Mining is the process of validating transactions on a Blockchain in exchange for fresh Bitcoin. This reward reduces transaction fees by providing a secondary incentive to contribute to the network’s processing capacity. The introduction of specialized processors such as FPGAs and ASICs running complex hashing algorithms has enhanced the rate of creating hashes, which validate any transaction.
Since the introduction of Bitcoin in 2009 and the subsequent explosion in Cryptocurrencies, there has been an arms race for cheaper yet more efficient devices. The hash rate of mining is commonly measured in TH/s.

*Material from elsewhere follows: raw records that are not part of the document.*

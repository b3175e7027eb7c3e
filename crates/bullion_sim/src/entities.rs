//! # World Entities
//!
//! Plain data owned by the engine. Behaviour lives in the engine stages; the
//! only logic here keeps `radius` tied to `mass`.

use serde::{Deserialize, Serialize};

use bullion_core::EntityId;
use bullion_shared::{pickup_radius, player_radius, Micro, Vec2};

use crate::config::SimConfig;
use crate::input::{Edges, PlayerInput};

/// Per-feature countdowns, in ticks. All tick down by one at the end of
/// every step.
#[derive(Clone, Copy, Debug, Default, PartialEq, Eq, Serialize, Deserialize)]
pub struct Timers {
    /// Cannot act or accelerate.
    pub stun: u32,
    /// Accelerates at `slow_factor`.
    pub slow: u32,
    /// Dash unavailable.
    pub dash_cooldown: u32,
    /// Dash burst in progress.
    pub dash_active: u32,
    /// Bullets are blocked.
    pub invulnerable: u32,
    /// Accelerates at `shoot_recovery_factor`.
    pub shoot_recovery: u32,
    /// Shot unavailable.
    pub shoot_cooldown: u32,
    /// Magnet range multiplied.
    pub magnet_boost: u32,
    /// Exit progress blocked.
    pub combat_tag: u32,
    /// Cosmetic.
    pub hit_flash: u32,
}

impl Timers {
    /// Decrements every timer, stopping at zero.
    pub fn tick_down(&mut self) {
        for t in [
            &mut self.stun,
            &mut self.slow,
            &mut self.dash_cooldown,
            &mut self.dash_active,
            &mut self.invulnerable,
            &mut self.shoot_recovery,
            &mut self.shoot_cooldown,
            &mut self.magnet_boost,
            &mut self.combat_tag,
            &mut self.hit_flash,
        ] {
            *t = t.saturating_sub(1);
        }
    }
}

/// A player body.
#[derive(Clone, Debug, PartialEq, Serialize, Deserialize)]
pub struct Player {
    /// Entity id.
    pub id: EntityId,
    /// Transport session.
    pub session_id: String,
    /// Payout wallet.
    pub wallet: String,
    /// Display name.
    pub display_name: String,
    /// Position.
    pub pos: Vec2,
    /// Velocity, units per tick.
    pub vel: Vec2,
    /// Current balance in the smallest unit.
    mass: u64,
    /// Stake at join time. Baseline for costs and the floor.
    pub spawn_mass: u64,
    /// Derived from `mass` and `spawn_mass`.
    radius: f64,
    /// False once the player has exited or died this tick.
    pub alive: bool,
    /// Set when the player cashed out through the exit hold.
    pub exited: bool,
    /// Controls as last set by the transport.
    pub input: PlayerInput,
    /// Controls as of the previous step.
    pub prev_input: PlayerInput,
    /// Edges computed at the start of the current step.
    pub edges: Edges,
    /// Last non-zero movement direction; aim fallback.
    pub last_move_dir: Vec2,
    /// Countdowns.
    pub timers: Timers,
    /// Shoot hold ticks.
    pub shoot_charge: u32,
    /// Dash hold ticks.
    pub dash_charge: u32,
    /// Consecutive exit hold ticks.
    pub exit_hold_ticks: u32,
    /// Exit progress in `[0, 1]`.
    pub exit_progress: f64,
    /// Sub-unit base tax carried between passes.
    pub tax_carry: Micro,
    /// Tick of the last disconnect, if the session is gone.
    pub disconnected_at: Option<u64>,
    /// Spilled by a lethal hit this tick; reported when the player is evicted.
    pub fatal_spill: u64,
}

impl Player {
    /// Creates a player at `pos` with `mass == spawn_mass`.
    #[must_use]
    pub fn new(
        id: EntityId,
        session_id: String,
        wallet: String,
        display_name: String,
        spawn_mass: u64,
        pos: Vec2,
        config: &SimConfig,
    ) -> Self {
        let mut player = Self {
            id,
            session_id,
            wallet,
            display_name,
            pos,
            vel: Vec2::ZERO,
            mass: spawn_mass,
            spawn_mass,
            radius: 0.0,
            alive: true,
            exited: false,
            input: PlayerInput::default(),
            prev_input: PlayerInput::default(),
            edges: Edges::default(),
            last_move_dir: Vec2::X,
            timers: Timers::default(),
            shoot_charge: 0,
            dash_charge: 0,
            exit_hold_ticks: 0,
            exit_progress: 0.0,
            tax_carry: Micro::ZERO,
            disconnected_at: None,
            fatal_spill: 0,
        };
        player.refresh_radius(config);
        player
    }

    /// Current balance.
    #[inline]
    #[must_use]
    pub const fn mass(&self) -> u64 {
        self.mass
    }

    /// Current radius.
    #[inline]
    #[must_use]
    pub const fn radius(&self) -> f64 {
        self.radius
    }

    /// Sets the balance and re-derives the radius.
    pub fn set_mass(&mut self, mass: u64, config: &SimConfig) {
        self.mass = mass;
        self.refresh_radius(config);
    }

    /// Removes up to `amount`, returning what was actually removed.
    pub fn take_mass(&mut self, amount: u64, config: &SimConfig) -> u64 {
        let taken = amount.min(self.mass);
        self.set_mass(self.mass - taken, config);
        taken
    }

    /// Adds `amount`.
    pub fn add_mass(&mut self, amount: u64, config: &SimConfig) {
        self.set_mass(self.mass.saturating_add(amount), config);
    }

    /// Recomputes the radius from the current mass.
    pub fn refresh_radius(&mut self, config: &SimConfig) {
        self.radius = player_radius(
            self.mass,
            self.spawn_mass,
            config.player_base_radius,
            config.player_radius_scale,
            config.player_max_radius,
        );
    }

    /// Minimum balance.
    #[must_use]
    pub const fn floor(&self, config: &SimConfig) -> u64 {
        config.floor_for(self.spawn_mass)
    }

    /// Mobility multiplier for the current radius.
    #[must_use]
    pub fn mobility(&self, config: &SimConfig) -> f64 {
        bullion_shared::mobility_for_radius(
            self.radius,
            config.mobility_reference_radius,
            config.mobility_min,
            config.mobility_max,
        )
    }

    /// True while a dash burst is running.
    #[must_use]
    pub const fn is_dashing(&self) -> bool {
        self.timers.dash_active > 0
    }

    /// True while the player holds a dash charge; this shields from bullets.
    #[must_use]
    pub const fn is_charging_dash(&self) -> bool {
        self.input.dash && self.dash_charge > 0
    }

    /// Aim direction: explicit aim, else last movement direction.
    #[must_use]
    pub fn aim(&self) -> Vec2 {
        self.input.aim_dir().unwrap_or(self.last_move_dir)
    }

    /// Drops every in-progress commitment (charges and exit hold).
    pub fn cancel_commitments(&mut self) {
        self.shoot_charge = 0;
        self.dash_charge = 0;
        self.reset_exit();
    }

    /// Resets exit progress to zero.
    pub fn reset_exit(&mut self) {
        self.exit_hold_ticks = 0;
        self.exit_progress = 0.0;
    }
}

/// A projectile.
#[derive(Clone, Debug, PartialEq, Serialize, Deserialize)]
pub struct Bullet {
    /// Entity id.
    pub id: EntityId,
    /// Position.
    pub pos: Vec2,
    /// Position before this tick's move; start of the swept test.
    pub prev_pos: Vec2,
    /// Velocity.
    pub vel: Vec2,
    /// Radius.
    pub radius: f64,
    /// Damage dealt on hit.
    pub damage: u64,
    /// Shooter's session.
    pub owner: String,
    /// Remaining lifetime.
    pub ttl: u32,
    /// Destroyed this tick.
    pub dead: bool,
    /// Died at the end of this tick's flight (lifetime or border); the
    /// final segment is still swept for hits.
    pub spent: bool,
}

/// Ownership lock on a spill.
#[derive(Clone, Debug, PartialEq, Eq, Serialize, Deserialize)]
pub struct SpillLock {
    /// Session that caused the spill, if any.
    pub attacker: Option<String>,
    /// Session that lost the mass.
    pub victim: String,
    /// First tick anyone may take it.
    pub unlock_tick: u64,
    /// First tick it may be collected at all.
    pub collectible_tick: u64,
}

/// What a pickup is.
#[derive(Clone, Debug, PartialEq, Eq, Serialize, Deserialize)]
pub enum PickupKind {
    /// Budget-funded spawn.
    Pellet,
    /// Mass ejected from a player.
    Spill(SpillLock),
}

/// A collectible.
#[derive(Clone, Debug, PartialEq, Serialize, Deserialize)]
pub struct Pickup {
    /// Entity id.
    pub id: EntityId,
    /// Pellet or spill.
    pub kind: PickupKind,
    /// Position.
    pub pos: Vec2,
    /// Residual velocity from a spill fling.
    pub vel: Vec2,
    /// Radius.
    pub radius: f64,
    /// Mass value.
    pub value: u64,
    /// Taken this tick.
    pub collected: bool,
}

impl Pickup {
    /// Creates a pickup sized for its value.
    #[must_use]
    pub fn new(
        id: EntityId,
        kind: PickupKind,
        pos: Vec2,
        vel: Vec2,
        value: u64,
        pellet_value: u64,
        config: &SimConfig,
    ) -> Self {
        Self {
            id,
            kind,
            pos,
            vel,
            radius: pickup_radius(
                value,
                pellet_value,
                config.pickup_base_radius,
                config.pickup_radius_scale,
                config.pickup_max_radius,
            ),
            value,
            collected: false,
        }
    }

    /// May `session` attract or collect this pickup at `tick`?
    #[must_use]
    pub fn eligible_for(&self, session: &str, tick: u64) -> bool {
        match &self.kind {
            PickupKind::Pellet => true,
            PickupKind::Spill(lock) => {
                tick >= lock.unlock_tick || lock.attacker.as_deref().map_or(true, |a| a == session)
            }
        }
    }

    /// Past the readability delay?
    #[must_use]
    pub fn collectible_at(&self, tick: u64) -> bool {
        match &self.kind {
            PickupKind::Pellet => true,
            PickupKind::Spill(lock) => tick >= lock.collectible_tick,
        }
    }
}

/// A static circular obstacle.
#[derive(Clone, Copy, Debug, PartialEq, Serialize, Deserialize)]
pub struct Obstacle {
    /// Entity id.
    pub id: EntityId,
    /// Center.
    pub pos: Vec2,
    /// Radius.
    pub radius: f64,
}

As more people enter the virtual currency realm, producing hashes for validation has become more complicated, pushing miners to invest increasingly significant sums of money to enhance processing performance. Mining is popular in areas with cheap electricity, a cold temperature, and governments with clear legislation and legal frameworks.
As a result of the widespread use of cryptocurrency mining and the growth of blockchain transactions, many things have changed. Exchanges allow users to acquire additional cryptocurrencies (altcoins) alongside the traditional Bitcoin currency. With the rise of exchange platforms currencies like Ethereum (ETH), which are created via proof-of-stake techniques, as well as traditionally mined coins like Bitcoin can be bought and sold. People can now obtain a wide variety of cryptocurrencies and efficiently participate in the mining environment through simple platforms.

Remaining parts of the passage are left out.